From 917679079376345e202b016f69e188e186fa83e2 Mon Sep 17 00:00:00 2001
From: Petros Angelatos <petrosagg@gmail.com>
Date: Fri, 21 Apr 2023 12:50:29 +0200
Subject: [PATCH] track scheduling frontier

This PR introduces a scheduling frontier which is a frontier that tracks
the dataflows that can be scheduled in the cluster. This is accomplished
using a timestamp that can be one of two variants:

* An `Installed(id)` variant, which represents the fact that `id` might be scheduled.
* A `Future(lower)` variant, which represents the fact that dataflows
  with `id >= lower` might be scheduled.

Each worker initializes a local `MutableAntichain` with `num_worker`
copies of `Future(0)` elements (the minimum) which represents the fact
that any worker might schedule any id. A channel is allocated through
the allocator so that changes to that local view of the frontier can be
communicated between all the workers.

When a dataflow is installed in a worker `Installed(id)` and
`Future(id+1)` elements are inserted into the frontier and a
`Future(id)` element is retracted.

When a dataflow naturally terminates an `Installed(id)` element is
retracted from the frontier.

When a dataflow is dropped through `drop_dataflow` is is first moved
into a frozen dataflow list but all its resources are maintained. Then
`Installed(id)` is retracted from the frontier to let the other workers
know that it will not be scheduled anymore.

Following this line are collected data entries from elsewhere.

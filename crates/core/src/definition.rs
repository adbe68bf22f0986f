//! The definition space — the process-wide registry of uniquely-named,
//! typed definitions.
//!
//! Populated by a single writer on the bootstrap path, then read-mostly
//! for the process lifetime: mutation takes `&mut self`, reads take
//! `&self`, so the single-writer discipline is enforced by the borrow
//! checker rather than by documentation.

use std::any::{Any, TypeId};
use std::collections::BTreeSet;

use tracing::debug;

use crate::error::DefinitionError;

/// A uniquely-named, typed entity registered in the definition space.
///
/// Each kind declares a naming convention through [`Definition::prefix`];
/// a registered name must start with its kind's prefix.
pub trait Definition: Any + Send + Sync {
    /// The globally unique name of this definition.
    fn name(&self) -> &str;

    /// The prefix every name of this kind must carry (e.g. `"Do"`).
    fn prefix(&self) -> &'static str;
}

/// Short kind name for diagnostics: the last path segment of the type name.
fn kind_of<D: Definition>() -> &'static str {
    let full = std::any::type_name::<D>();
    full.rsplit("::").next().unwrap_or(full)
}

struct Entry {
    kind: &'static str,
    type_id: TypeId,
    definition: Box<dyn Definition>,
}

/// Registry mapping unique names to typed definitions, with explicit
/// start/stop lifecycle. Not safe for concurrent mutation.
#[derive(Default)]
pub struct DefinitionSpace {
    // first-registration order; retrieval never depends on it
    entries: Vec<Entry>,
}

impl DefinitionSpace {
    pub fn new() -> Self {
        Self::default()
    }

    /// Register a definition. Fails on a duplicate name or a name that
    /// violates the kind's naming convention.
    pub fn register<D: Definition>(&mut self, definition: D) -> Result<(), DefinitionError> {
        let name = definition.name();
        let prefix = definition.prefix();
        if !name.starts_with(prefix) || name.len() == prefix.len() {
            return Err(DefinitionError::BadName {
                name: name.to_string(),
                prefix,
                kind: kind_of::<D>(),
            });
        }
        if self.contains(name) {
            return Err(DefinitionError::Duplicate {
                name: name.to_string(),
            });
        }
        debug!(definition = %name, kind = kind_of::<D>(), "Registered definition");
        self.entries.push(Entry {
            kind: kind_of::<D>(),
            type_id: TypeId::of::<D>(),
            definition: Box::new(definition),
        });
        Ok(())
    }

    /// Existence check, no side effects.
    pub fn contains(&self, name: &str) -> bool {
        self.entries.iter().any(|e| e.definition.name() == name)
    }

    /// Look up a definition by name, expecting the given kind.
    pub fn resolve<D: Definition>(&self, name: &str) -> Result<&D, DefinitionError> {
        let entry = self
            .entries
            .iter()
            .find(|e| e.definition.name() == name)
            .ok_or_else(|| DefinitionError::NotFound {
                name: name.to_string(),
                kind: kind_of::<D>(),
                known: self
                    .entries
                    .iter()
                    .map(|e| e.definition.name().to_string())
                    .collect(),
            })?;
        (entry.definition.as_ref() as &dyn Any)
            .downcast_ref::<D>()
            .ok_or_else(|| DefinitionError::KindMismatch {
                name: name.to_string(),
                expected: kind_of::<D>(),
                actual: entry.kind,
            })
    }

    /// All definitions of the given kind, sorted by name ascending.
    /// Registration order plays no part in the result.
    pub fn get_all<D: Definition>(&self) -> Vec<&D> {
        let wanted = TypeId::of::<D>();
        let mut found: Vec<&D> = self
            .entries
            .iter()
            .filter(|e| e.type_id == wanted)
            .filter_map(|e| (e.definition.as_ref() as &dyn Any).downcast_ref::<D>())
            .collect();
        found.sort_by(|a, b| a.name().cmp(b.name()));
        found
    }

    /// The distinct kinds currently present.
    pub fn get_all_types(&self) -> BTreeSet<&'static str> {
        self.entries.iter().map(|e| e.kind).collect()
    }

    /// Lifecycle start. The space is assumed pre-populated by now.
    pub fn start(&self) {}

    /// Lifecycle stop: clears all entries. The space becomes reusable only
    /// by re-registering from scratch.
    pub fn stop(&mut self) {
        self.entries.clear();
    }

    pub fn len(&self) -> usize {
        self.entries.len()
    }

    pub fn is_empty(&self) -> bool {
        self.entries.is_empty()
    }
}

#[cfg(test)]
mod tests {
    use super::*;

    #[derive(Debug)]
    struct DomainDefinition {
        name: String,
    }

    impl DomainDefinition {
        fn new(name: &str) -> Self {
            Self { name: name.into() }
        }
    }

    impl Definition for DomainDefinition {
        fn name(&self) -> &str {
            &self.name
        }
        fn prefix(&self) -> &'static str {
            "Do"
        }
    }

    struct TaskDefinition {
        name: String,
    }

    impl Definition for TaskDefinition {
        fn name(&self) -> &str {
            &self.name
        }
        fn prefix(&self) -> &'static str {
            "Tk"
        }
    }

    #[test]
    fn duplicate_name_fails_on_second_registration() {
        let mut space = DefinitionSpace::new();
        space.register(DomainDefinition::new("DoMoney")).unwrap();
        let err = space
            .register(DomainDefinition::new("DoMoney"))
            .unwrap_err();
        assert!(matches!(err, DefinitionError::Duplicate { .. }));
    }

    struct DtoDefinition {
        name: String,
    }

    impl Definition for DtoDefinition {
        fn name(&self) -> &str {
            &self.name
        }
        fn prefix(&self) -> &'static str {
            "Do"
        }
    }

    #[test]
    fn names_are_unique_across_kinds() {
        let mut space = DefinitionSpace::new();
        space.register(DomainDefinition::new("DoShared")).unwrap();
        // a different kind sharing the "Do" prefix still collides by name
        let err = space
            .register(DtoDefinition {
                name: "DoShared".into(),
            })
            .unwrap_err();
        assert!(matches!(err, DefinitionError::Duplicate { .. }));

        space.register(DomainDefinition::new("DoOther")).unwrap();
        assert_eq!(space.len(), 2);
    }

    #[test]
    fn naming_convention_is_enforced() {
        let mut space = DefinitionSpace::new();
        let err = space.register(DomainDefinition::new("Money")).unwrap_err();
        assert!(matches!(err, DefinitionError::BadName { .. }));

        // the prefix alone is not a name
        let err = space.register(DomainDefinition::new("Do")).unwrap_err();
        assert!(matches!(err, DefinitionError::BadName { .. }));
    }

    #[test]
    fn resolve_by_name_and_kind() {
        let mut space = DefinitionSpace::new();
        space.register(DomainDefinition::new("DoMoney")).unwrap();
        space
            .register(TaskDefinition {
                name: "TkCleanup".into(),
            })
            .unwrap();

        let def: &DomainDefinition = space.resolve("DoMoney").unwrap();
        assert_eq!(def.name(), "DoMoney");

        let err = space.resolve::<DomainDefinition>("TkCleanup").unwrap_err();
        assert!(matches!(err, DefinitionError::KindMismatch { .. }));
    }

    #[test]
    fn resolve_missing_reports_known_names() {
        let mut space = DefinitionSpace::new();
        space.register(DomainDefinition::new("DoMoney")).unwrap();

        let err = space.resolve::<DomainDefinition>("DoMissing").unwrap_err();
        match err {
            DefinitionError::NotFound { known, .. } => {
                assert_eq!(known, vec!["DoMoney".to_string()]);
            }
            other => panic!("unexpected error: {other}"),
        }
    }

    #[test]
    fn get_all_sorts_by_name_not_registration_order() {
        let mut space = DefinitionSpace::new();
        space.register(DomainDefinition::new("DoZeta")).unwrap();
        space.register(DomainDefinition::new("DoAlpha")).unwrap();

        let names: Vec<&str> = space
            .get_all::<DomainDefinition>()
            .iter()
            .map(|d| d.name())
            .collect();
        assert_eq!(names, vec!["DoAlpha", "DoZeta"]);
    }

    #[test]
    fn get_all_types_lists_distinct_kinds() {
        let mut space = DefinitionSpace::new();
        space.register(DomainDefinition::new("DoMoney")).unwrap();
        space.register(DomainDefinition::new("DoDate")).unwrap();
        space
            .register(TaskDefinition {
                name: "TkCleanup".into(),
            })
            .unwrap();

        let kinds = space.get_all_types();
        assert_eq!(kinds.len(), 2);
        assert!(kinds.contains("DomainDefinition"));
        assert!(kinds.contains("TaskDefinition"));
    }

    #[test]
    fn stop_clears_the_space() {
        let mut space = DefinitionSpace::new();
        space.register(DomainDefinition::new("DoMoney")).unwrap();
        space.start();
        space.stop();

        assert!(space.is_empty());
        assert!(!space.contains("DoMoney"));
        // reusable by re-registering from scratch
        space.register(DomainDefinition::new("DoMoney")).unwrap();
        assert_eq!(space.len(), 1);
    }
}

Is is ensured that only one of the two paths above are taken to ensure
that we only retract a `Installed(id)` element once.

Eventually all workers will retract their copies of a `Dataflow(id)`,
either because it was frozen or because it naturally terminated. When
this happens `id` stops being beyond the global scheduling frontier and
at that moment each worker is free to drop the dataflow and its
associated resources since no worker will scheduled it again.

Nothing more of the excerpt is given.